## Work to be completed
Keeping every line intact, print the records that follow.

[Saved data entries]
__________________________________________________

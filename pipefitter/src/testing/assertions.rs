//! Assertions on finished contexts.

use crate::context::Context;
use serde_json::Value;

/// Asserts that no error is pending.
pub fn assert_no_error(ctx: &Context) {
    assert!(
        ctx.error.is_none(),
        "Expected no error, got: {:?}",
        ctx.error
    );
}

/// Asserts that an error is pending with the given effective status.
pub fn assert_error_status(ctx: &Context, expected: u16) {
    let Some(err) = &ctx.error else {
        panic!("Expected an error with status {expected}, but none is pending");
    };
    assert_eq!(
        err.effective_status(),
        expected,
        "Expected error status {}, got {} ({})",
        expected,
        err.effective_status(),
        err.message
    );
}

/// Asserts that the output, parsed as JSON when it is a string, equals `expected`.
pub fn assert_output_json(ctx: &Context, expected: &Value) {
    let actual = match &ctx.output {
        Some(Value::String(text)) => serde_json::from_str(text).unwrap_or_else(|_| Value::String(text.clone())),
        Some(other) => other.clone(),
        None => panic!("Expected output {expected}, but output is empty"),
    };
    assert_eq!(&actual, expected, "Unexpected output");
}

/// Asserts that a context header has the given value.
pub fn assert_header(ctx: &Context, name: &str, expected: &str) {
    let actual = ctx.headers.get(name).and_then(|v| v.to_str().ok());
    assert_eq!(
        actual,
        Some(expected),
        "Expected header '{}' to be '{}', got {:?}",
        name,
        expected,
        actual
    );
}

__________________________________________________

## Response below
filename pipefitter/src/testing/assertions.rs
//! Assertions on finished contexts.

use crate::context::Context;
use serde_json::Value;

/// Asserts that no error is pending.
pub fn assert_no_error(ctx: &Context) {
    assert!(
        ctx.error.is_none(),
        "Expected no error, got: {:?}",
        ctx.error
    );
}

/// Asserts that an error is pending with the given effective status.
pub fn assert_error_status(ctx: &Context, expected: u16) {
    let Some(err) = &ctx.error else {
        panic!("Expected an error with status {expected}, but none is pending");
    };
    assert_eq!(
        err.effective_status(),
        expected,
        "Expected error status {}, got {} ({})",
        expected,
        err.effective_status(),
        err.message
    );
}

/// Asserts that the output, parsed as JSON when it is a string, equals `expected`.
pub fn assert_output_json(ctx: &Context, expected: &Value) {
    let actual = match &ctx.output {
        Some(Value::String(text)) => serde_json::from_str(text).unwrap_or_else(|_| Value::String(text.clone())),
        Some(other) => other.clone(),
        None => panic!("Expected output {expected}, but output is empty"),
    };
    assert_eq!(&actual, expected, "Unexpected output");
}

/// Asserts that a context header has the given value.
pub fn assert_header(ctx: &Context, name: &str, expected: &str) {
    let actual = ctx.headers.get(name).and_then(|v| v.to_str().ok());
    assert_eq!(
        actual,
        Some(expected),
        "Expected header '{}' to be '{}', got {:?}",
        name,
        expected,
        actual
    );
}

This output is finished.